I'm working on a project attempting to parallelize and speed up some statistical/numerical computation scripts designed by other people. Before this project started, I was a complete novice when it came to programming (I'm more the analytical math type), so please forgive me for any ensuing ignorance or complete misunderstanding. They're using the following function to generate matrices:

double ** CreateMatrix(int m, int n)
{
    int i;
    double **A;
    // pointer allocation to rows
    A = (double **) malloc((size_t)((m*n)*sizeof(double)));
    // allocate rows and set pointers
    A[0] = (double *) malloc((size_t)((m*n)*sizeof(double)));
    for(i=1; i<=m; i++){
        A[i]=A[i-1] + n;
    }
    // return the pointer to array of pointers to rows
    return A;
}

I'm not to keen on reworking the basic structure of their matrix objects as they've designed their entire code around it, so I've been trying to pass these structures to the GPU but as 1D linear memory as I've read allocating memory for and copying a pointer to an array of pointers is inefficient on the GPU is too inefficient. I've tried to get this most basic example working:

__global__ void MatrixMult(double *A, double *B, double *C, int N)
{
    int col = blockDim.x*blockIdx.x + threadIdx.x;
    int row = blockDim.y*blockIdx.y + threadIdx.y;

    if( col < N && row < N){
        C[col*N + row] = A[col*N + row] + B[col*N + row]; 
        //C[col][row] = B[col][row] + A[col][row];
    }

}

const int N = 5000;

int main()
{
    double **h_A,**h_B, **h_C;
    h_A = CreateMatrix(N,N);
    h_B = CreateMatrix(N,N);
    h_C = CreateMatrix(N,N);
    for(int i=0; i<N; i++){
        for(int j=0; j<N; j++){
            h_A[i][j]=1;
            h_B[i][j]=6;
            h_C[i][j]=0;
        }
    }

    size_t pitchA,pitchB,pitchC;

    double *d_A,*d_B,*d_C;

    cudaMallocPitch(&d_A, &pitchA, N*sizeof(double), N);
    cudaMallocPitch(&d_B, &pitchB, N*sizeof(double), N);
    cudaMallocPitch(&d_C, &pitchC, N*sizeof(double), N);
    cudaMemcpy2D(d_A, pitchA, h_A, N*sizeof(double), N*sizeof(double), N, cudaMemcpyHostToDevice);
    cudaMemcpy2D(d_B, pitchB, h_B, N*sizeof(double), N*sizeof(double), N, cudaMemcpyHostToDevice);
    cudaMemcpy2D(d_C, pitchC, h_C, N*sizeof(double), N*sizeof(double), N, cudaMemcpyHostToDevice);

    dim3 GridSize(250,250,1);
    dim3 BlockSize(20,20,1);

    MatrixMult<<<GridSize, BlockSize>>>(d_A,d_B,d_C,N);

    cudaMemcpy2D(h_C, N*sizeof(double), d_C,pitchC, N*sizeof(double), N, cudaMemcpyDeviceToHost);
    PrintMatrix(h_C,N,N);
    cudaFree(d_A);
    cudaFree(d_B);
    cudaFree(d_C);
}

The problem is I get a segfault when I try to use the PrintMatrix function to check my the results:

void PrintMatrix(double **A, int m, int n)
{
    int i, j;
    for(i=0; i<m; i++){
        for(j=0; j<n; j++){
            cout << A[i][j] << "\t";
        }
        cout << "\n";
    }
}

I guess there's some subtle realignment of memory I'm not understanding. I guess my first question is if it's possible to pass a 2D double** object as a 1D double* to the device, do some computation, then copy it back to it's original double** format on the host? If so, can someone tell me what I'm missing?

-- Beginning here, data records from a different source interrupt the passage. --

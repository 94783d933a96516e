// Copyright 2025 eraflo
//
// Licensed under the Apache License, Version 2.0 (the "License");
// you may not use this file except in compliance with the License.
// You may obtain a copy of the License at
//
//     http://www.apache.org/licenses/LICENSE-2.0
//
// Unless required by applicable law or agreed to in writing, software
// distributed under the License is distributed on an "AS IS" BASIS,
// WITHOUT WARRANTIES OR CONDITIONS OF ANY KIND, either express or implied.
// See the License for the specific language governing permissions and
// limitations under the License.

//! A counting in-memory device for unit tests.

use std::sync::atomic::{AtomicU32, AtomicUsize, Ordering};
use std::sync::Arc;

use crate::graphics::device::GpuDevice;
use crate::graphics::error::ResourceError;
use crate::graphics::handle::{Buffer, Program, RawHandle, Shader, Texture, Uniform};
use crate::graphics::resource::{
    AdapterInfo, BufferDescriptor, ShaderDescriptor, TextureDescriptor, TextureFormat,
    UniformDescriptor,
};
use crate::scene::SceneResources;

#[derive(Debug, Default)]
pub(crate) struct NullDevice {
    next_id: AtomicU32,
    pub(crate) created: AtomicUsize,
    pub(crate) destroyed: AtomicUsize,
}

impl NullDevice {
    fn next<K>(&self) -> RawHandle<K> {
        self.created.fetch_add(1, Ordering::SeqCst);
        RawHandle::from_index(self.next_id.fetch_add(1, Ordering::SeqCst))
    }

    fn destroy(&self) -> Result<(), ResourceError> {
        self.destroyed.fetch_add(1, Ordering::SeqCst);
        Ok(())
    }
}

impl GpuDevice for NullDevice {
    fn adapter_info(&self) -> AdapterInfo {
        AdapterInfo::default()
    }

    fn supports_format(&self, _format: TextureFormat) -> bool {
        true
    }

    fn create_texture(&self, _: &TextureDescriptor) -> Result<RawHandle<Texture>, ResourceError> {
        Ok(self.next())
    }

    fn destroy_texture(&self, _: RawHandle<Texture>) -> Result<(), ResourceError> {
        self.destroy()
    }

    fn write_texture(&self, _: RawHandle<Texture>, _: u32, _: &[u8]) -> Result<(), ResourceError> {
        Ok(())
    }

    fn create_buffer(&self, _: &BufferDescriptor) -> Result<RawHandle<Buffer>, ResourceError> {
        Ok(self.next())
    }

    fn destroy_buffer(&self, _: RawHandle<Buffer>) -> Result<(), ResourceError> {
        self.destroy()
    }

    fn write_buffer(&self, _: RawHandle<Buffer>, _: u64, _: &[u8]) -> Result<(), ResourceError> {
        Ok(())
    }

    fn create_shader(&self, _: &ShaderDescriptor) -> Result<RawHandle<Shader>, ResourceError> {
        Ok(self.next())
    }

    fn destroy_shader(&self, _: RawHandle<Shader>) -> Result<(), ResourceError> {
        self.destroy()
    }

    fn create_program(
        &self,
        _: RawHandle<Shader>,
        _: RawHandle<Shader>,
        _: Option<&str>,
    ) -> Result<RawHandle<Program>, ResourceError> {
        Ok(self.next())
    }

    fn destroy_program(&self, _: RawHandle<Program>) -> Result<(), ResourceError> {
        self.destroy()
    }

    fn create_uniform(&self, _: &UniformDescriptor) -> Result<RawHandle<Uniform>, ResourceError> {
        Ok(self.next())
    }

    fn destroy_uniform(&self, _: RawHandle<Uniform>) -> Result<(), ResourceError> {
        self.destroy()
    }
}

pub(crate) fn resources() -> SceneResources {
    let device: Arc<dyn GpuDevice> = Arc::new(NullDevice::default());
    SceneResources::new(device).unwrap()
}
// Copyright 2025 eraflo
//
// Licensed under the Apache License, Version 2.0 (the "License");
// you may not use this file except in compliance with the License.
// You may obtain a copy of the License at
//
//     http://www.apache.org/licenses/LICENSE-2.0
//
// Unless required by applicable law or agreed to in writing, software
// distributed under the License is distributed on an "AS IS" BASIS,
// WITHOUT WARRANTIES OR CONDITIONS OF ANY KIND, either express or implied.
// See the License for the specific language governing permissions and
// limitations under the License.

//! Small helpers shared by every module of the crate.

pub mod bitflags;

Your usage of `cudaMemcpy2D` is not correct. I also think your `CreateMatrix` is broken, which will eventually lead to the segfault you are seeing. Are you *certain* that `CreateMatrix` is exactly what someone else is using successfully (for host code)? — Robert Crovella, Jul 09 '14 at 17:09

Robert Crovella · Accepted Answer · 2014-07-09T17:43:27.320

I believe your CreateMatrix was broken, but it was probably functional (the version I have below is slightly different than yours, although yours would probably work). However your general matrix handling between host and device was broken. cudaMemcpy2D and cudaMallocPitch are not actually for handling double pointer arrays (**) despite their names. Review the documentation.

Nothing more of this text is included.